Task: Report every line of the records below that contains the word "println".
Listed records Block Start
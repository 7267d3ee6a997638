//! `shopqc roster` command - quality roster and role management

use clap::Subcommand;
use console::style;
use miette::{IntoDiagnostic, Result};

use crate::cli::helpers::open_project;
use crate::cli::GlobalOpts;
use crate::core::roster::{quality_notification_users, Role, RosterMember};

#[derive(Subcommand, Debug)]
pub enum RosterCommands {
    /// Add a member to the roster
    Add(AddArgs),

    /// List roster members
    List(ListArgs),
}

#[derive(clap::Args, Debug)]
pub struct AddArgs {
    /// Username
    pub username: String,

    /// Full name
    #[arg(long, short = 'n')]
    pub name: Option<String>,

    /// Email address
    #[arg(long, short = 'e')]
    pub email: Option<String>,

    /// Roles: operator, quality_manager, admin (repeatable)
    #[arg(long, short = 'r', default_value = "operator")]
    pub role: Vec<String>,
}

#[derive(clap::Args, Debug)]
pub struct ListArgs {
    /// Show only the recipients of quality-escalation notifications
    #[arg(long)]
    pub quality: bool,
}

/// Run a roster subcommand
pub fn run(cmd: RosterCommands, global: &GlobalOpts) -> Result<()> {
    match cmd {
        RosterCommands::Add(args) => run_add(args, global),
        RosterCommands::List(args) => run_list(args, global),
    }
}

fn run_add(args: AddArgs, global: &GlobalOpts) -> Result<()> {
    let project = open_project(global)?;
    let mut roster = project.load_roster();

    if roster.find_member(&args.username).is_some() {
        return Err(miette::miette!(
            "Member '{}' is already on the roster",
            args.username
        ));
    }

    let mut roles = Vec::new();
    for role in &args.role {
        roles.push(role.parse::<Role>().map_err(|e| miette::miette!("{}", e))?);
    }

    let member = RosterMember {
        name: args.name.clone().unwrap_or_else(|| args.username.clone()),
        username: args.username.clone(),
        email: args.email,
        roles,
        active: true,
    };
    roster.add_member(member);
    roster.save(&project.roster_path()).into_diagnostic()?;

    println!(
        "{} Added {} to the roster",
        style("✓").green(),
        style(&args.username).cyan()
    );
    if !global.quiet {
        let roles: Vec<String> = args.role.clone();
        println!("   roles: {}", style(roles.join(", ")).yellow());
    }
    Ok(())
}

fn run_list(args: ListArgs, global: &GlobalOpts) -> Result<()> {
    let project = open_project(global)?;
    let roster = project.load_roster();

    if args.quality {
        let users = quality_notification_users(&roster);
        if users.is_empty() {
            println!("No quality-oversight users in the roster.");
            return Ok(());
        }
        for user in users {
            println!("{}", user);
        }
        return Ok(());
    }

    if roster.members.is_empty() {
        println!("The roster is empty. Add members with 'shopqc roster add'.");
        return Ok(());
    }

    println!(
        "{:<14} {:<22} {:<32} {:<8}",
        style("USERNAME").bold(),
        style("NAME").bold(),
        style("ROLES").bold(),
        style("ACTIVE").bold()
    );
    println!("{}", "-".repeat(78));
    for member in &roster.members {
        let roles: Vec<String> = member.roles.iter().map(|r| r.to_string()).collect();
        println!(
            "{:<14} {:<22} {:<32} {:<8}",
            style(&member.username).cyan(),
            member.name,
            roles.join(", "),
            if member.active { "yes" } else { "no" }
        );
    }
    if !global.quiet {
        println!();
        println!("{} member(s).", style(roster.members.len()).cyan());
    }
    Ok(())
}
Listed records Block End
Solution to this exercise:
    println!(
        println!("   roles: {}", style(roles.join(", ")).yellow());
            println!("No quality-oversight users in the roster.");
            println!("{}", user);
        println!("The roster is empty. Add members with 'shopqc roster add'.");
    println!(
    println!("{}", "-".repeat(78));
        println!(
        println!();
        println!("{} member(s).", style(roster.members.len()).cyan());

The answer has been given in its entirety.